Le indagini “tendono a dimostrare il coinvolgimento” di Kenza Benchrif come “ordinatore”, ha spiegato Frédéric Teillet.

Diversi casi

Vivendo a Dubai, Poupette Kenza è stata arrestata giovedì 4 luglio al suo arrivo in Francia, mentre era venuta a partecipare al matrimonio di un amico vicino a Rouen. È stata incriminata per tentata estorsione da parte di una banda organizzata e associazione a delinquere e incarcerata “in attesa del dibattito sulla sua collocazione in custodia cautelare” previsto per giovedì, secondo il pubblico ministero.

Lei è stata anche sentita parlare di un procedimento contro pratiche commerciali ingannevoli nell’ambito della sua attività di influencer e, secondo l’accusa, non ha voluto rispondere alle domande.

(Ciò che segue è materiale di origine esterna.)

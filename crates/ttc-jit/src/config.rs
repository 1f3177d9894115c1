use std::env;
use std::path::{Path, PathBuf};
use std::time::Duration;

use serde::{Deserialize, Serialize};

use crate::error::{TtcError, TtcResult};

pub const DEFAULT_GENERATOR: &str = "ttc";
pub const DEFAULT_WORK_SUBDIR: &str = "ttc_transpositions";

/// Compiler family used when neither architecture nor compiler is chosen.
#[derive(Debug, Clone, Copy, Default, PartialEq, Eq, Serialize, Deserialize)]
pub enum ToolchainFamily {
    #[default]
    Icpc,
    Gxx,
}

impl ToolchainFamily {
    fn parse(value: &str) -> TtcResult<Self> {
        match value.trim().to_ascii_lowercase().as_str() {
            "icpc" | "intel" => Ok(ToolchainFamily::Icpc),
            "g++" | "gxx" | "gcc" | "gnu" => Ok(ToolchainFamily::Gxx),
            other => Err(TtcError::invalid(format!(
                "TTC_DEFAULT_COMPILER must be icpc or g++, got '{other}'"
            ))),
        }
    }
}

/// Where and how the pipeline runs its external tools.
#[derive(Debug, Clone, PartialEq, Serialize, Deserialize)]
pub struct PipelineConfig {
    pub generator: PathBuf,
    pub root_dir: PathBuf,
    pub work_subdir: PathBuf,
    pub generator_timeout: Option<Duration>,
    pub build_timeout: Option<Duration>,
    pub default_family: ToolchainFamily,
    pub write_manifest: bool,
}

impl Default for PipelineConfig {
    fn default() -> Self {
        Self {
            generator: PathBuf::from(DEFAULT_GENERATOR),
            root_dir: PathBuf::from("."),
            work_subdir: PathBuf::from(DEFAULT_WORK_SUBDIR),
            generator_timeout: None,
            build_timeout: None,
            default_family: ToolchainFamily::default(),
            write_manifest: true,
        }
    }
}

impl PipelineConfig {
    /// Reads `TTC_*` variables over the defaults. Blank values are ignored.
    pub fn from_env() -> TtcResult<Self> {
        let mut config = Self::default();
        if let Some(value) = non_empty_var("TTC_GENERATOR") {
            config.generator = PathBuf::from(value);
        }
        if let Some(value) = non_empty_var("TTC_ROOT_DIR") {
            config.root_dir = PathBuf::from(value);
        }
        if let Some(value) = non_empty_var("TTC_WORK_SUBDIR") {
            config.work_subdir = PathBuf::from(value);
        }
        if let Some(value) = non_empty_var("TTC_GENERATOR_TIMEOUT_MS") {
            config.generator_timeout = Some(parse_millis("TTC_GENERATOR_TIMEOUT_MS", &value)?);
        }
        if let Some(value) = non_empty_var("TTC_BUILD_TIMEOUT_MS") {
            config.build_timeout = Some(parse_millis("TTC_BUILD_TIMEOUT_MS", &value)?);
        }
        if let Some(value) = non_empty_var("TTC_DEFAULT_COMPILER") {
            config.default_family = ToolchainFamily::parse(&value)?;
        }
        if let Some(value) = non_empty_var("TTC_WRITE_MANIFEST") {
            config.write_manifest = parse_bool(&value);
        }
        Ok(config)
    }

    pub fn with_root_dir(mut self, root: impl Into<PathBuf>) -> Self {
        self.root_dir = root.into();
        self
    }

    pub fn with_generator(mut self, generator: impl Into<PathBuf>) -> Self {
        self.generator = generator.into();
        self
    }

    pub fn work_dir(&self) -> PathBuf {
        self.root_dir.join(&self.work_subdir)
    }

    pub fn root(&self) -> &Path {
        &self.root_dir
    }
}

fn non_empty_var(key: &str) -> Option<String> {
    let value = env::var(key).ok()?;
    let trimmed = value.trim();
    (!trimmed.is_empty()).then(|| trimmed.to_string())
}

fn parse_millis(key: &str, value: &str) -> TtcResult<Duration> {
    value
        .parse::<u64>()
        .map(Duration::from_millis)
        .map_err(|err| {
            TtcError::invalid(format!("{key}='{value}' is not a millisecond count: {err}"))
        })
}

pub(crate) fn parse_bool(value: &str) -> bool {
    let normalized = value.trim().to_ascii_lowercase();
    matches!(normalized.as_str(), "1" | "true" | "yes" | "on")
}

Ha spiegato i presunti fatti. Dopo aver tentato in vari modi di recuperare il denaro che le erano dovuti da Caroline e dal marito, avrebbe fatto appello ad un sensale presentandosi come “la soluzione a questo tipo di problemi”. “Poi la situazione gli è sfuggita”, secondo le dichiarazioni dei suoi avvocati a BFMTV.

Martedì si aprirà il processo contro Alec Baldwin, processato per la sparatoria mortale sul set di “Rust”.